A black and white film by Ana Mendieta is screening in close proximity to The Garden by Portia Munson, an installation that takes the form of a chintzy woman’s bedroom packed with fake flowers, lurid fabrics and eerily watchful stuffed animals. All the way across the huge ballroom, Manish Nai’s huge, multifaceted sculpture 95 Natural Indigo Sticks rests comfortably against a white blank wall, and if we’re not mistaken, each stick emits a not-unpleasant but immediately detectable aroma.

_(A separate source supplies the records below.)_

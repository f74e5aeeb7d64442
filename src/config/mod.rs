use anyhow::{Context, Result};
use serde::{Deserialize, Serialize};
use std::fs::File;
use std::io::Read;
use std::path::Path;

use crate::generator::fallback::FallbackPolicy;
use crate::i18n::TargetLanguage;

/// API KEY 的环境变量名
pub const API_KEY_ENV: &str = "PRODUCT_COMPARE_LLM_API_KEY";

/// 示例配置中的占位值，视同未配置
const PLACEHOLDER_API_KEYS: [&str; 2] = ["your-api-key-here", "your_api_key_here"];

/// LLM Provider类型
#[derive(Debug, Deserialize, Serialize, Clone, PartialEq, Default)]
pub enum LLMProvider {
    #[serde(rename = "openai")]
    #[default]
    OpenAI,
    #[serde(rename = "moonshot")]
    Moonshot,
    #[serde(rename = "deepseek")]
    DeepSeek,
    #[serde(rename = "mistral")]
    Mistral,
    #[serde(rename = "openrouter")]
    OpenRouter,
    #[serde(rename = "anthropic")]
    Anthropic,
    #[serde(rename = "gemini")]
    Gemini,
    #[serde(rename = "ollama")]
    Ollama,
}

impl std::fmt::Display for LLMProvider {
    fn fmt(&self, f: &mut std::fmt::Formatter<'_>) -> std::fmt::Result {
        match self {
            LLMProvider::OpenAI => write!(f, "openai"),
            LLMProvider::Moonshot => write!(f, "moonshot"),
            LLMProvider::DeepSeek => write!(f, "deepseek"),
            LLMProvider::Mistral => write!(f, "mistral"),
            LLMProvider::OpenRouter => write!(f, "openrouter"),
            LLMProvider::Anthropic => write!(f, "anthropic"),
            LLMProvider::Gemini => write!(f, "gemini"),
            LLMProvider::Ollama => write!(f, "ollama"),
        }
    }
}

impl std::str::FromStr for LLMProvider {
    type Err = String;

    fn from_str(s: &str) -> Result<Self, Self::Err> {
        match s.to_lowercase().as_str() {
            "openai" => Ok(LLMProvider::OpenAI),
            "moonshot" => Ok(LLMProvider::Moonshot),
            "deepseek" => Ok(LLMProvider::DeepSeek),
            "mistral" => Ok(LLMProvider::Mistral),
            "openrouter" => Ok(LLMProvider::OpenRouter),
            "anthropic" => Ok(LLMProvider::Anthropic),
            "gemini" => Ok(LLMProvider::Gemini),
            "ollama" => Ok(LLMProvider::Ollama),
            _ => Err(format!("Unknown provider: {}", s)),
        }
    }
}

impl LLMProvider {
    /// 是否需要API KEY（本地Ollama不需要）
    pub fn requires_api_key(&self) -> bool {
        !matches!(self, LLMProvider::Ollama)
    }
}

/// 应用程序配置
#[derive(Debug, Deserialize, Serialize, Clone)]
#[serde(default)]
pub struct Config {
    /// HTTP服务配置
    pub server: ServerConfig,

    /// LLM模型配置
    pub llm: LLMConfig,

    /// 生成文本的目标语言
    pub target_language: TargetLanguage,

    /// 数据源配置
    pub sources: SourcesConfig,

    /// 兜底数据生成策略
    pub fallback: FallbackPolicy,

    /// 会话跟踪配置
    pub session: SessionConfig,

    /// 是否启用详细日志
    pub verbose: bool,
}

/// HTTP服务配置
#[derive(Debug, Deserialize, Serialize, Clone)]
#[serde(default)]
pub struct ServerConfig {
    pub host: String,
    pub port: u16,
    /// 允许任意来源的跨域请求（前端开发时使用）
    pub cors_allow_any: bool,
}

/// LLM模型配置
#[derive(Debug, Deserialize, Serialize, Clone)]
#[serde(default)]
pub struct LLMConfig {
    /// LLM Provider类型
    pub provider: LLMProvider,

    /// LLM API KEY
    pub api_key: String,

    /// LLM API基地址
    pub api_base_url: String,

    /// 用于对比与文档生成的模型
    pub model: String,

    /// 最大tokens
    pub max_tokens: u32,

    /// 温度
    pub temperature: f64,

    /// 重试次数
    pub retry_attempts: u32,

    /// 重试间隔（毫秒）
    pub retry_delay_ms: u64,

    /// 单次调用超时时间（秒）
    pub timeout_seconds: u64,
}

/// 数据源配置
#[derive(Debug, Deserialize, Serialize, Clone)]
#[serde(default)]
pub struct SourcesConfig {
    /// 并发抓取各数据源（合并顺序仍按选择顺序）
    pub concurrent: bool,

    /// 部署中可用的抓取方式
    pub methods: Vec<SourceMethodConfig>,
}

/// 单个抓取方式
#[derive(Debug, Deserialize, Serialize, Clone, PartialEq)]
pub struct SourceMethodConfig {
    /// 请求中使用的标识符
    pub id: String,

    /// 抓取服务地址，未配置时该数据源总是回退到兜底数据
    #[serde(default)]
    pub endpoint: Option<String>,

    /// 抓取超时时间（秒）
    #[serde(default = "default_source_timeout")]
    pub timeout_seconds: u64,
}

fn default_source_timeout() -> u64 {
    30
}

/// 会话跟踪配置
#[derive(Debug, Deserialize, Serialize, Clone)]
#[serde(default)]
pub struct SessionConfig {
    /// 会话保留时间（秒）
    pub ttl_seconds: u64,

    /// 过期清理间隔（秒）
    pub sweep_interval_seconds: u64,
}

/// API KEY 校验失败的原因
#[derive(Debug, Clone, PartialEq)]
pub enum ApiKeyProblem {
    Missing,
    Placeholder,
}

impl Config {
    /// 从文件加载配置
    ///
    /// 文件中的API KEY为空或为占位值时，使用环境变量中的值。
    pub fn from_file(path: &Path) -> Result<Self> {
        Self::from_file_with_env_key(path, std::env::var(API_KEY_ENV).ok())
    }

    pub(crate) fn from_file_with_env_key(path: &Path, env_key: Option<String>) -> Result<Self> {
        let mut file =
            File::open(path).context(format!("Failed to open config file: {:?}", path))?;
        let mut content = String::new();
        file.read_to_string(&mut content)
            .context("Failed to read config file")?;

        let mut config: Config =
            toml::from_str(&content).context("Failed to parse config file")?;
        config.llm.fill_api_key_from(env_key);
        Ok(config)
    }

    /// 部署中配置的数据源标识符
    pub fn source_ids(&self) -> Vec<String> {
        self.sources.methods.iter().map(|m| m.id.clone()).collect()
    }
}

impl LLMConfig {
    /// 当前API KEY不可用时改用 `env_key`
    pub fn fill_api_key_from(&mut self, env_key: Option<String>) {
        let Some(env_key) = env_key.filter(|k| !k.trim().is_empty()) else {
            return;
        };
        if is_placeholder_or_blank(&self.api_key) {
            self.api_key = env_key;
        }
    }

    /// 检查API KEY是否存在且不是占位值
    pub fn check_api_key(&self) -> Result<(), ApiKeyProblem> {
        if !self.provider.requires_api_key() {
            return Ok(());
        }

        if self.api_key.trim().is_empty() {
            return Err(ApiKeyProblem::Missing);
        }
        if is_placeholder_or_blank(&self.api_key) {
            return Err(ApiKeyProblem::Placeholder);
        }
        Ok(())
    }
}

fn is_placeholder_or_blank(key: &str) -> bool {
    let key = key.trim();
    key.is_empty()
        || PLACEHOLDER_API_KEYS
            .iter()
            .any(|placeholder| key.eq_ignore_ascii_case(placeholder))
}

impl Default for Config {
    fn default() -> Self {
        Self {
            server: ServerConfig::default(),
            llm: LLMConfig::default(),
            target_language: TargetLanguage::default(),
            sources: SourcesConfig::default(),
            fallback: FallbackPolicy::default(),
            session: SessionConfig::default(),
            verbose: false,
        }
    }
}

impl Default for ServerConfig {
    fn default() -> Self {
        Self {
            host: String::from("127.0.0.1"),
            port: 3001,
            cors_allow_any: true,
        }
    }
}

impl Default for LLMConfig {
    fn default() -> Self {
        Self {
            provider: LLMProvider::default(),
            api_key: std::env::var(API_KEY_ENV).unwrap_or_default(),
            api_base_url: String::from("https://api.openai.com/v1"),
            model: String::from("gpt-4o-mini"),
            max_tokens: 4096,
            temperature: 0.3,
            retry_attempts: 2,
            retry_delay_ms: 1000,
            timeout_seconds: 60,
        }
    }
}

impl Default for SourcesConfig {
    fn default() -> Self {
        let method = |id: &str| SourceMethodConfig {
            id: id.to_string(),
            endpoint: None,
            timeout_seconds: default_source_timeout(),
        };
        Self {
            concurrent: false,
            methods: vec![method("puppeteer"), method("playwright"), method("selenium")],
        }
    }
}

impl Default for SessionConfig {
    fn default() -> Self {
        Self {
            ttl_seconds: 30 * 60,
            sweep_interval_seconds: 60,
        }
    }
}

Other artists represented in Meridians include Barthélémy Toguo, whose sprawling watercolor piece Dynastie he originally made for the 2012 Biennale Benin, and Laure Prouvost, the French conceptual artist who startled onlookers at a New Museum dinner last year with an alarming anecdote about her grandmother. Prouvost’s installation, DEEP TRAVELS Ink, is set up to look like a semi-operational Miami travel agency that attendees can explore themselves. An assistant hands you a small mirror attached to a long handle, which you then can use to search for hidden messages written on the underside of the tables and chairs in the installation.
Overall, the huge scale of Meridians provided a welcome respite from the closely packed main convention floor, but the sector’s commitment to bigness as a central theme ultimately fell a bit flat. As a viewer, it’s sometimes hard to develop an emotional connection to artwork the size of a school bus.